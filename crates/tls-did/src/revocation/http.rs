//! OCSP over HTTP, as described in RFC 6960 appendix A.

use std::time::Duration;

use async_trait::async_trait;
use openssl::{
	hash::MessageDigest,
	ocsp::{
		OcspCertId, OcspCertStatus, OcspFlag, OcspRequest, OcspResponse,
		OcspResponseStatus,
	},
	stack::Stack,
	x509::{store::X509StoreBuilder, verify::X509VerifyFlags, X509},
};
use reqwest::{
	header::{ACCEPT, CONTENT_TYPE},
	Url,
};

use super::{RevocationStatus, RevocationTransport, TransportError};
use crate::chain::Certificate;

/// Responses whose `thisUpdate`/`nextUpdate` are off by less than this are
/// still accepted.
const MAX_CLOCK_SKEW_SECS: u32 = 300;

/// Sends OCSP requests with an HTTP POST and verifies the signed response
/// against the issuer of the queried certificate.
#[derive(Debug, Clone)]
pub struct HttpOcspTransport {
	client: reqwest::Client,
}

impl HttpOcspTransport {
	pub fn new(client: reqwest::Client) -> Self {
		Self { client }
	}

	/// Creates a transport whose requests give up after `timeout`.
	pub fn with_timeout(timeout: Duration) -> Result<Self, reqwest::Error> {
		let client = reqwest::Client::builder().timeout(timeout).build()?;
		Ok(Self::new(client))
	}
}

#[async_trait]
impl RevocationTransport for HttpOcspTransport {
	async fn query_status(
		&self,
		endpoint: &str,
		cert: &Certificate,
		issuer: &Certificate,
	) -> Result<RevocationStatus, TransportError> {
		let url = Url::parse(endpoint)
			.ok()
			.filter(|url| matches!(url.scheme(), "http" | "https"))
			.ok_or_else(|| TransportError::InvalidEndpoint(endpoint.to_owned()))?;
		let request = encode_request(cert, issuer)?;

		let response = self
			.client
			.post(url)
			.header(CONTENT_TYPE, "application/ocsp-request")
			.header(ACCEPT, "application/ocsp-response")
			.body(request)
			.send()
			.await?;
		if !response.status().is_success() {
			return Err(TransportError::Status(response.status()));
		}
		let body = response.bytes().await?;
		decode_response(&body, cert, issuer)
	}
}

fn cert_id(
	cert: &Certificate,
	issuer: &Certificate,
) -> Result<(OcspCertId, X509), TransportError> {
	let subject = X509::from_der(cert.der())?;
	let issuer = X509::from_der(issuer.der())?;
	let id = OcspCertId::from_cert(MessageDigest::sha1(), &subject, &issuer)?;
	Ok((id, issuer))
}

fn encode_request(
	cert: &Certificate,
	issuer: &Certificate,
) -> Result<Vec<u8>, TransportError> {
	let (id, _) = cert_id(cert, issuer)?;
	let mut request = OcspRequest::new()?;
	request.add_id(id)?;
	Ok(request.to_der()?)
}

/// Classifies a DER encoded OCSP response about `cert`.
///
/// Freshness is judged against the system clock, not the resolution time.
/// The response was just fetched, so only the current time can make it stale.
fn decode_response(
	body: &[u8],
	cert: &Certificate,
	issuer: &Certificate,
) -> Result<RevocationStatus, TransportError> {
	let response = OcspResponse::from_der(body)?;
	if response.status() != OcspResponseStatus::SUCCESSFUL {
		return Err(TransportError::Unsuccessful(format!(
			"{:?}",
			response.status()
		)));
	}
	let basic = response.basic()?;

	let (id, issuer) = cert_id(cert, issuer)?;
	// The responder is either the issuer itself, or a delegated responder whose
	// certificate the issuer signed.
	let mut certs = Stack::new()?;
	certs.push(issuer.clone())?;
	let store = {
		let mut builder = X509StoreBuilder::new()?;
		builder.add_cert(issuer)?;
		builder.set_flags(X509VerifyFlags::PARTIAL_CHAIN)?;
		builder.build()
	};
	basic
		.verify(&certs, &store, OcspFlag::TRUST_OTHER)
		.map_err(TransportError::Untrusted)?;

	let Some(status) = basic.find_status(&id) else {
		return Ok(RevocationStatus::Unknown);
	};
	status
		.check_validity(MAX_CLOCK_SKEW_SECS, None)
		.map_err(TransportError::Stale)?;
	Ok(if status.status == OcspCertStatus::GOOD {
		RevocationStatus::Good
	} else if status.status == OcspCertStatus::REVOKED {
		RevocationStatus::Revoked
	} else {
		RevocationStatus::Unknown
	})
}

#[cfg(test)]
mod test {
	use super::*;

	const LEAF_OCSP: &str = include_str!("../../tests/fixtures/leaf_ocsp.pem");
	const INTERMEDIATE: &str = include_str!("../../tests/fixtures/intermediate.pem");
	const LEAF: &str = include_str!("../../tests/fixtures/leaf.pem");

	// Responses about LEAF_OCSP. All but the wrong signer's are signed by the
	// intermediate.
	const OCSP_GOOD: &[u8] = include_bytes!("../../tests/fixtures/ocsp_good.der");
	const OCSP_REVOKED: &[u8] = include_bytes!("../../tests/fixtures/ocsp_revoked.der");
	const OCSP_UNKNOWN: &[u8] = include_bytes!("../../tests/fixtures/ocsp_unknown.der");
	const OCSP_WRONG_SIGNER: &[u8] =
		include_bytes!("../../tests/fixtures/ocsp_wrong_signer.der");
	/// nextUpdate is long past.
	const OCSP_STALE: &[u8] = include_bytes!("../../tests/fixtures/ocsp_stale.der");

	fn fixtures() -> (Certificate, Certificate) {
		(
			Certificate::from_pem(LEAF_OCSP).unwrap(),
			Certificate::from_pem(INTERMEDIATE).unwrap(),
		)
	}

	#[test]
	fn test_encode_request_is_der() {
		let (leaf, issuer) = fixtures();
		let der = encode_request(&leaf, &issuer).unwrap();
		// OCSPRequest is a DER SEQUENCE.
		assert_eq!(der[0], 0x30);
	}

	#[test]
	fn test_decode_rejects_garbage() {
		let (leaf, issuer) = fixtures();
		assert!(matches!(
			decode_response(b"definitely not der", &leaf, &issuer),
			Err(TransportError::OpenSsl(_))
		));
	}

	#[test]
	fn test_decode_classifies_status() {
		let (leaf, issuer) = fixtures();
		for (body, expected) in [
			(OCSP_GOOD, RevocationStatus::Good),
			(OCSP_REVOKED, RevocationStatus::Revoked),
			(OCSP_UNKNOWN, RevocationStatus::Unknown),
		] {
			assert_eq!(decode_response(body, &leaf, &issuer).unwrap(), expected);
		}
	}

	#[test]
	fn test_decode_answer_about_another_certificate_is_unknown() {
		let (_, issuer) = fixtures();
		let other = Certificate::from_pem(LEAF).unwrap();
		assert_eq!(
			decode_response(OCSP_GOOD, &other, &issuer).unwrap(),
			RevocationStatus::Unknown
		);
	}

	#[test]
	fn test_decode_rejects_unauthorized_signer() {
		let (leaf, issuer) = fixtures();
		assert!(matches!(
			decode_response(OCSP_WRONG_SIGNER, &leaf, &issuer),
			Err(TransportError::Untrusted(_))
		));
	}

	#[test]
	fn test_decode_rejects_stale_response() {
		let (leaf, issuer) = fixtures();
		assert!(matches!(
			decode_response(OCSP_STALE, &leaf, &issuer),
			Err(TransportError::Stale(_))
		));
	}

	#[tokio::test]
	async fn test_rejects_unsupported_scheme() {
		let (leaf, issuer) = fixtures();
		let transport = HttpOcspTransport::new(reqwest::Client::new());
		for endpoint in ["ldap://ocsp.example-ca.test", "not a url"] {
			let result = transport.query_status(endpoint, &leaf, &issuer).await;
			assert!(
				matches!(result, Err(TransportError::InvalidEndpoint(ref e)) if e == endpoint),
				"endpoint was {endpoint}"
			);
		}
	}
}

==================================================

== Your task ==
In the entries above, find each line that includes the string "header" and copy it.

== Task output ==
	header::{ACCEPT, CONTENT_TYPE},
			.header(CONTENT_TYPE, "application/ocsp-request")
			.header(ACCEPT, "application/ocsp-response")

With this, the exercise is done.